Chakwera est devenu président sans aucune expérience dans la gestion d’un gouvernement. Ce qu’il a apporté avec lui, c’est sa réputation d’éminent pasteur évangélique qui a épousé les vertus du leadership serviteur.

Son parti, le Parti du Congrès du Malawi, avait passé 29 ans dans l’opposition mais, en tant que plus ancien parti politique du pays, on s’attendait à ce qu’il redonne un peu de respect au bureau exécutif.

Les déceptions du parti et du président ont été grandes.
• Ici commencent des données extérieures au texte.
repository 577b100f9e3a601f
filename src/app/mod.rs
pub mod dispatch;
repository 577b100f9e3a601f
use chrono::{DateTime, Utc};
use std::path::{Path, PathBuf};
use std::sync::{Mutex, MutexGuard, PoisonError};

/// Subject of the most recent verified local reply.
#[derive(Debug, Clone, Copy, PartialEq, Eq)]
pub enum Topic {
    CreatedFile,
    AvatarAdvancement,
}

/// Process-local record of the last local action.
#[derive(Debug, Clone, Default, PartialEq, Eq)]
pub struct SessionState {
    /// Always a file this process wrote itself.
    pub last_created_path: Option<PathBuf>,
    pub last_created_at: Option<DateTime<Utc>>,
    /// Used only to disambiguate "i meant yours".
    pub last_topic: Option<Topic>,
}

/// Single-writer / multi-reader holder for [`SessionState`].
///
/// Only the executor writes. Readers take a cloned snapshot so the classifier
/// never observes a half-applied update.
#[derive(Debug, Default)]
pub struct SessionStore {
    inner: Mutex<SessionState>,
}

impl SessionStore {
    pub fn new() -> Self {
        Self::default()
    }

    fn lock(&self) -> MutexGuard<'_, SessionState> {
        self.inner.lock().unwrap_or_else(PoisonError::into_inner)
    }

    pub fn snapshot(&self) -> SessionState {
        self.lock().clone()
    }

    /// Record a file written at `at`. A write older than the one already
    /// recorded is ignored so racing creations keep recency order.
    pub(crate) fn record_created(&self, path: &Path, at: DateTime<Utc>) {
        let mut state = self.lock();
        if state.last_created_at.is_some_and(|prev| prev > at) {
            return;
        }
        state.last_created_path = Some(path.to_path_buf());
        state.last_created_at = Some(at);
        state.last_topic = Some(Topic::CreatedFile);
    }

    pub(crate) fn record_topic(&self, topic: Topic) {
        self.lock().last_topic = Some(topic);
    }
}
use super::{CompanionConfig, GatewayConfig, GuardrailConfig, ObservabilityConfig};
use crate::error::ConfigError;
use anyhow::{Context, Result};
use directories::UserDirs;
use serde::{Deserialize, Serialize};
use std::fs;
use std::path::{Path, PathBuf};
use std::time::Duration;

#[derive(Debug, Clone, Serialize, Deserialize)]
pub struct Config {
    /// Data directory (audit log lives here) - computed from home, not serialized
    #[serde(skip)]
    pub data_dir: PathBuf,
    /// Path to config.toml - computed from home, not serialized
    #[serde(skip)]
    pub config_path: PathBuf,

    #[serde(default)]
    pub gateway: GatewayConfig,

    #[serde(default)]
    pub companion: CompanionConfig,

    #[serde(default)]
    pub guardrail: GuardrailConfig,

    #[serde(default)]
    pub observability: ObservabilityConfig,
}

fn home_dir() -> PathBuf {
    UserDirs::new().map_or_else(|| PathBuf::from("."), |u| u.home_dir().to_path_buf())
}

fn expand_path(raw: &str) -> PathBuf {
    PathBuf::from(shellexpand::tilde(raw.trim()).into_owned())
}

impl Default for Config {
    fn default() -> Self {
        let mistward_dir = home_dir().join(".mistward");

        Self {
            data_dir: mistward_dir.join("data"),
            config_path: mistward_dir.join("config.toml"),
            gateway: GatewayConfig::default(),
            companion: CompanionConfig::default(),
            guardrail: GuardrailConfig::default(),
            observability: ObservabilityConfig::default(),
        }
    }
}

impl Config {
    pub fn load_or_init() -> Result<Self> {
        let home = UserDirs::new()
            .map(|u| u.home_dir().to_path_buf())
            .context("Could not find home directory")?;
        Self::load_or_init_in(&home.join(".mistward"))
    }

    /// Load `<dir>/config.toml`, writing defaults on first run.
    pub fn load_or_init_in(mistward_dir: &Path) -> Result<Self> {
        let config_path = mistward_dir.join("config.toml");

        if !mistward_dir.exists() {
            fs::create_dir_all(mistward_dir).context("Failed to create .mistward directory")?;
        }

        let mut config = if config_path.exists() {
            let contents =
                fs::read_to_string(&config_path).context("Failed to read config file")?;
            let mut config: Config =
                toml::from_str(&contents).context("Failed to parse config file")?;
            config.config_path.clone_from(&config_path);
            config.data_dir = mistward_dir.join("data");
            config
        } else {
            let config = Self {
                config_path: config_path.clone(),
                data_dir: mistward_dir.join("data"),
                ..Self::default()
            };
            config.save()?;
            config
        };

        config.apply_env_overrides();
        config.validate()?;
        Ok(config)
    }

    pub fn apply_env_overrides(&mut self) {
        if let Ok(host) = std::env::var("MISTWARD_HOST") {
            if !host.trim().is_empty() {
                self.gateway.host = host.trim().to_string();
            }
        }

        if let Ok(port_str) = std::env::var("MISTWARD_PORT") {
            if let Ok(port) = port_str.trim().parse::<u16>() {
                self.gateway.port = port;
            }
        }

        if let Ok(path) = std::env::var("MISTWARD_GUARDRAIL_LOG") {
            if !path.trim().is_empty() {
                self.guardrail.log_path = Some(path);
            }
        }

        if let Ok(dir) = std::env::var("MISTWARD_DESKTOP_DIR") {
            if !dir.trim().is_empty() {
                self.companion.desktop_dir = Some(dir);
            }
        }
    }

    pub fn validate(&self) -> std::result::Result<(), ConfigError> {
        if self.companion.probe_port == 0 {
            return Err(ConfigError::Validation(
                "companion.probe_port must be non-zero".into(),
            ));
        }
        if self.companion.probe_timeout_ms == 0 {
            return Err(ConfigError::Validation(
                "companion.probe_timeout_ms must be non-zero".into(),
            ));
        }
        if self.gateway.host.trim().is_empty() {
            return Err(ConfigError::Validation("gateway.host cannot be empty".into()));
        }
        Ok(())
    }

    pub fn guardrail_log_path(&self) -> PathBuf {
        self.guardrail.log_path.as_deref().map_or_else(
            || self.data_dir.join("guardrail_events.jsonl"),
            expand_path,
        )
    }

    /// Directory CreateFile writes into.
    pub fn desktop_dir(&self) -> PathBuf {
        if let Some(dir) = self.companion.desktop_dir.as_deref() {
            return expand_path(dir);
        }
        match UserDirs::new() {
            Some(dirs) => dirs
                .desktop_dir()
                .map_or_else(|| dirs.home_dir().to_path_buf(), Path::to_path_buf),
            None => PathBuf::from("."),
        }
    }

    pub fn probe_timeout(&self) -> Duration {
        Duration::from_millis(self.companion.probe_timeout_ms)
    }

    pub fn save(&self) -> Result<()> {
        if let Some(parent) = self.config_path.parent() {
            fs::create_dir_all(parent).context("Failed to create config directory")?;
        }
        let toml_str = toml::to_string_pretty(self).context("Failed to serialize config")?;
        fs::write(&self.config_path, toml_str).context("Failed to write config file")?;
        Ok(())
    }
}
La discorde avec le public est si palpable qu’un récent sondage d’Afrobaromètre a prédit que si des élections devaient avoir lieu maintenant, le Parti démocrate progressiste, le parti de l’ancien président en disgrâce Mutharika, rebondirait au pouvoir.

« Les gens l’ont élu [Chakwera] sur la base des promesses qu’il a faites, mais il n’y a rien à prouver », a déclaré Boniface Dulani, politologue et chercheur d’Afrobaromètre.

« Les résultats de l’étude Afrobaromètre sont le fruit de la frustration, la corruption a augmenté et le gouvernement ne fait pas du bon travail dans la gestion de l’économie.

Chimwemwe Tsitsi, politologue à l’Université des affaires et des sciences appliquées du Malawi, a déclaré que « les mauvais traitements infligés à la chef du bureau anti-corruption, Martha Chizuma, ont compromis l’intégrité de l’administration Chakwera ».

Le porte-parole du gouvernement, Moses Kunkuyu, rejette cette affirmation, affirmant que le président a en fait protégé Chizuma. Il affirme que le gouvernement est pleinement engagé dans la lutte contre la corruption.

Heureusement pour Chakwera, il lui reste encore deux ans et demi avant de devoir à nouveau répondre à l’électorat, ce qui lui donne l’occasion de répondre à ses détracteurs.

Parmi les plus urgents figure sa gestion de l’épidémie de choléra en cours, qui a tué 1 210 personnes l’année dernière.

Cependant, ce qui est encore plus important politiquement, c’est de savoir s’il sera en mesure de fournir une bonne récolte, ce qui dépend de l’obtention d’engrais abordables pour les agriculteurs du pays, qui est en partie sous son contrôle, et de bonnes pluies, ce qui n’est pas le cas.

Les parents de Chakwera, après avoir perdu trois bébés en bas âge, l’ont nommé Lazare, d’après le personnage biblique qui est ressuscité des morts. Peut-il relancer sa carrière politique ?

Cet article est paru pour la première fois dans Le continentl’hebdomadaire panafricain réalisé en partenariat avec la Courrier et gardien. Il est conçu pour être lu et partagé sur WhatsApp. Téléchargez votre copie gratuite sur mg.co.za/thecontinent.